### SUPPLIED MATERIAL
use std::collections::HashMap;

use serde::{Deserialize, Serialize};

use crate::types::{BlobDescriptor, ChunkId};

/// One split of an installable-package artifact (e.g. a base APK plus
/// its configuration splits), carrying its own ordered chunk list.
#[derive(Clone, Debug, Serialize, Deserialize)]
#[serde(rename_all = "camelCase")]
pub struct PackageSplit {
    pub name: String,
    pub chunk_ids: Vec<ChunkId>,
}

/// The installable-package artifact nested under an application entry.
#[derive(Clone, Debug, Serialize, Deserialize)]
#[serde(rename_all = "camelCase")]
pub struct PackageArtifact {
    pub splits: Vec<PackageSplit>,
}

/// One application's entry in a snapshot: its data stream (an ordered
/// chunk list) plus the package artifact it was installed from.
#[derive(Clone, Debug, Serialize, Deserialize)]
#[serde(rename_all = "camelCase")]
pub struct AppArchive {
    pub data_chunk_ids: Vec<ChunkId>,
    #[serde(default)]
    pub package: Option<PackageArtifact>,
}

/// A logical backup manifest: a monotonic token, the set of chunks it
/// references (`blobs_map`), and the per-application data/package
/// structure the sampler partitions by origin.
#[derive(Clone, Debug, Serialize, Deserialize)]
#[serde(rename_all = "camelCase")]
pub struct Snapshot {
    pub token: i64,
    pub blobs_map: HashMap<ChunkId, BlobDescriptor>,
    #[serde(default)]
    pub apps_map: HashMap<String, AppArchive>,
}

impl Snapshot {
    pub fn new(token: i64) -> Self {
        Self {
            token,
            blobs_map: HashMap::new(),
            apps_map: HashMap::new(),
        }
    }

    /// Look up the descriptor a chunk id resolves to within this
    /// snapshot. Per (I4), this is the sole authoritative descriptor
    /// to use when verifying the chunk within this snapshot.
    pub fn blob_for(&self, chunk_id: &ChunkId) -> Option<&BlobDescriptor> {
        self.blobs_map.get(chunk_id)
    }

    /// Iterate every chunk id referenced by this snapshot's
    /// application data streams (not package artifacts).
    pub fn app_data_chunk_ids(&self) -> impl Iterator<Item = &ChunkId> {
        self.apps_map
            .values()
            .flat_map(|app| app.data_chunk_ids.iter())
    }

    /// Iterate every chunk id referenced by this snapshot's
    /// package-artifact splits.
    pub fn package_chunk_ids(&self) -> impl Iterator<Item = &ChunkId> {
        self.apps_map.values().flat_map(|app| {
            app.package
                .iter()
                .flat_map(|pkg| pkg.splits.iter())
                .flat_map(|split| split.chunk_ids.iter())
        })
    }
}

### WHAT YOU NEED TO DO
Go through the data, and copy each line in which the word "ordered" appears.

### FINISHED TASK
/// its configuration splits), carrying its own ordered chunk list.
/// One application's entry in a snapshot: its data stream (an ordered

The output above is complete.